Type: Package
Title: Group Factor Analysis
Date: 2025-12-05
Version: 0.2.2
Description: Implements statistical methods for group factor analysis, focusing on estimating the number of global and local factors and extracting them. Several algorithms are implemented, including Canonical Correlation-based Estimation by Choi et al. (2021) <doi:10.1016/j.jeconom.2021.09.008>, Generalised Canonical Correlation Estimation by Lin and Shin (2023) <doi:10.2139/ssrn.4295429>, Circularly Projected Estimation by Chen (2022) <doi:10.1080/07350015.2022.2051520>, and the Aggregated Projection Method by Hu et al. (2025) <doi:10.1080/01621459.2025.2491154>.
License: GPL (≥ 3)
Encoding: UTF-8
LazyData: true
RoxygenNote: 7.3.3
Depends: R (≥ 3.5.0)
Imports: mvtnorm
NeedsCompilation: no
Packaged: 2025-12-06 15:28:29 UTC; hujiaqi
Author: Jiaqi Hu [cre, aut], Ting Li [aut], Xueqin Wang [aut]
Maintainer: Jiaqi Hu <hujiaqi@mail.ustc.edu.cn>
Repository: CRAN
Date/Publication: 2025-12-07 00:40:25 UTC

Aggregated Projection Method

Description

Aggregated Projection Method for Group Factor Model.

Usage

APM(
  y,
  rmax = 8,
  r0 = NULL,
  r = NULL,
  localfactor = FALSE,
  weight = TRUE,
  method = "ic",
  type = "IC3"
)

Arguments

y

A list of the observation data, each element is a data matrix of each group with dimension T \times N_m.

rmax

The maximum factor numbers of all groups. Default is 8.

r0

The number of global factors. Default is NULL, the algorithm will automatically estimate the number of global factors. If you have prior information about the true number of global factors, you can set it manually.

r

The number of local factors in each group. Default is NULL, the algorithm will automatically estimate the number of local factors.
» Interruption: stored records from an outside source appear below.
//! Label Derivation
//!
//! Turns a clicked element into the human-readable name reported to the
//! collector. The fallback chain is ordered and the first non-empty source wins:
//!
//! 1. visible text (trimmed)
//! 2. `title`
//! 3. `aria-label`
//! 4. the contact label, for the floating contact element
//! 5. link prefix + raw `href`, for hyperlinks
//! 6. the unnamed fallback
//!
//! Step 4 only applies when 1-3 found nothing, so a titled contact button keeps
//! its title.

use crate::element::ElementView;
use crate::protocol::ClickEvent;
use serde::{Deserialize, Serialize};

#[derive(Debug, Clone, PartialEq, Eq, Serialize, Deserialize)]
pub struct LabelRules {
    /// Class marking the icon-only floating contact element.
    #[serde(default = "default_contact_marker")]
    pub contact_marker: String,
    #[serde(default = "default_contact_label")]
    pub contact_label: String,
    #[serde(default = "default_link_prefix")]
    pub link_prefix: String,
    #[serde(default = "default_unnamed_label")]
    pub unnamed_label: String,
    /// Destination reported for elements without an `href`.
    #[serde(default = "default_local_action")]
    pub local_action: String,
}

impl Default for LabelRules {
    fn default() -> Self {
        Self {
            contact_marker: default_contact_marker(),
            contact_label: default_contact_label(),
            link_prefix: default_link_prefix(),
            unnamed_label: default_unnamed_label(),
            local_action: default_local_action(),
        }
    }
}

fn default_contact_marker() -> String {
    "whatsapp-float".to_string()
}

fn default_contact_label() -> String {
    "Floating WhatsApp Contact".to_string()
}

fn default_link_prefix() -> String {
    "Link: ".to_string()
}

fn default_unnamed_label() -> String {
    "Unnamed Button (Icon/Image)".to_string()
}

fn default_local_action() -> String {
    "Local Action".to_string()
}

fn non_empty(value: Option<String>) -> Option<String> {
    value.filter(|v| !v.is_empty())
}

pub fn derive_label(element: &impl ElementView, rules: &LabelRules) -> String {
    let text = element.visible_text();
    let text = text.trim();
    if !text.is_empty() {
        return text.to_string();
    }

    if let Some(title) = non_empty(element.attribute("title")) {
        return title;
    }
    if let Some(aria) = non_empty(element.attribute("aria-label")) {
        return aria;
    }

    if element.has_class(&rules.contact_marker) {
        return rules.contact_label.clone();
    }

    if element.has_link_target() {
        let href = element.attribute("href").unwrap_or_default();
        return format!("{}{}", rules.link_prefix, href);
    }

    rules.unnamed_label.clone()
}

pub fn derive_destination(element: &impl ElementView, rules: &LabelRules) -> String {
    non_empty(element.attribute("href")).unwrap_or_else(|| rules.local_action.clone())
}

pub fn build_event(element: &impl ElementView, page_path: &str, rules: &LabelRules) -> ClickEvent {
    ClickEvent {
        button_label: derive_label(element, rules),
        origin_page: page_path.to_string(),
        destination_url: derive_destination(element, rules),
    }
}
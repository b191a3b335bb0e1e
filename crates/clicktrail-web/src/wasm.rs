use crate::{banner, dom, logging, ready, tracker};
use clicktrail_common::config::{ConfigLoader, schema::ClickTrailConfig};
use tracing::{error, info};
use wasm_bindgen::prelude::*;

#[wasm_bindgen]
pub struct ClickTrail {
    config: ClickTrailConfig,
}

#[wasm_bindgen]
impl ClickTrail {
    /// Create from an optional JSON config; defaults apply to anything omitted.
    #[wasm_bindgen(constructor)]
    pub fn new(config_json: Option<String>) -> Result<ClickTrail, JsValue> {
        console_error_panic_hook::set_once();

        let config = match config_json {
            Some(json) => ConfigLoader::from_json(&json)
                .map_err(|e| JsValue::from_str(&e.to_string()))?,
            None => ClickTrailConfig::default(),
        };
        logging::init(config.log_level());
        Ok(Self { config })
    }

    /// Wire up banner dismissal and click tracking once the page is ready.
    pub fn install(&self) -> Result<(), JsValue> {
        let document = dom::document()?;
        let config = self.config.clone();
        let target = document.clone();

        ready::on_page_ready(&document, move || {
            if config.banners.enabled {
                if let Err(e) = banner::schedule_dismissal(config.banners.clone()) {
                    error!("banner dismissal not scheduled: {}", dom::js_error_text(&e));
                }
            }
            if config.tracker.enabled {
                if let Err(e) = tracker::install(&target, &config.tracker) {
                    error!("click tracking not attached: {}", dom::js_error_text(&e));
                }
            }
            if let Some(message) = &config.logging.ready_message {
                info!("{}", message);
            }
        })
    }

    /// The effective configuration as JSON.
    pub fn config(&self) -> Result<String, JsValue> {
        serde_json::to_string(&self.config)
            .map_err(|e| JsValue::from_str(&format!("Failed to serialize config: {}", e)))
    }

    /// Get version information
    #[wasm_bindgen(js_name = getVersion)]
    pub fn get_version() -> String {
        env!("CARGO_PKG_VERSION").to_string()
    }
}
If you have prior information, set it manually as an integer vector of length M (the number of groups).

localfactor

Logical. If FALSE (default), local factors are not estimated. If TRUE, local factors will be estimated.

weight

The weight of each projection matrix. If TRUE (default), weights are w_m = N_m/N. If FALSE, the mean of all projection matrices is calculated (equal weights). Can also be a numeric vector of length M specifying custom weights.

method

The method used in the algorithm. Default is "ic", can also be "gap".

type

The method used in estimating the factor numbers in each group initially. Default is "IC3".

Value

An object of class "GFA" containing:

r0hat

The estimated number of global factors.

rhat

The estimated number of local factors (if localfactor = TRUE).

rho

The first rmax eigenvalues of the weighted projection matrix.

Ghat

The estimated global factors.

loading_G

A list consisting of the estimated global factor loadings.

Fhat

The estimated local factors (if localfactor = TRUE).

loading_F

A list consisting of the estimated local factor loadings (if localfactor = TRUE).

residual

A list consisting of the residuals (if localfactor = TRUE).

threshold

The threshold used in determining the number of global factors (only for method = "ic").

References

Aggregated Projection Method: A New Approach for Group Factor Model. Jiaqi Hu, Ting Li, Xueqin Wang (2025). Journal of the American Statistical Association, doi:10.1080/01621459.2025.2491154

Examples

## Not run: 
dat <- GrFA::gendata()
APM(dat$y, rmax = 8, localfactor = TRUE, method = "ic")
APM(dat$y, rmax = 8, localfactor = TRUE, method = "gap")

## End(Not run)

Canonical Correlation Estimation

Description

Canonical Correlation Estimation for Group Factor Model.

Usage

CCA(
  y,
  rmax = 8,
  r0 = NULL,
  r = NULL,
  localfactor = FALSE,
  method = "CCD",
  type = "IC3"
)

Arguments

y

A list of the observation data, each element is a data matrix of each group with dimension T \times N_m.

rmax

The maximum factor numbers of all groups. Default is 8.

r0

The number of global factors. Default is NULL, the algorithm will automatically estimate the number of global factors. If you have prior information about the true number of global factors, you can set it manually.

r

The number of local factors in each group. Default is NULL, the algorithm will automatically estimate the number of local factors. If you have prior information, set it manually as an integer vector of length M (the number of groups).

localfactor

Logical. If FALSE (default), local factors are not estimated. If TRUE, local factors will be estimated.

method

The method used in the algorithm. Default is "CCD", can also be "MCC".

type

The method used in estimating the factor numbers in each group initially. Default is "IC3".

Value

An object of class "GFA" containing:

r0hat

The estimated number of global factors.

rhat

The estimated number of local factors (if localfactor = TRUE).

rho

The vector of average canonical correlations (eigenvalues).

Ghat

The estimated global factors.

Fhat

The estimated local factors (if localfactor = TRUE).

loading_G

A list consisting of the estimated global factor loadings.

loading_F

A list consisting of the estimated local factor loadings (if localfactor = TRUE).

residual

A list consisting of the residuals (if localfactor = TRUE).

threshold

The threshold used in determining the number of global factors (only for method = "MCC").

References

Choi, I., Lin, R., & Shin, Y. (2021). Canonical correlation-based model selection for the multilevel factors. Journal of Econometrics.

Examples

dat <- GrFA::gendata()
CCA(dat$y, rmax = 8, localfactor = TRUE, method = "CCD")
CCA(dat$y, rmax = 8, localfactor = TRUE, method = "MCC")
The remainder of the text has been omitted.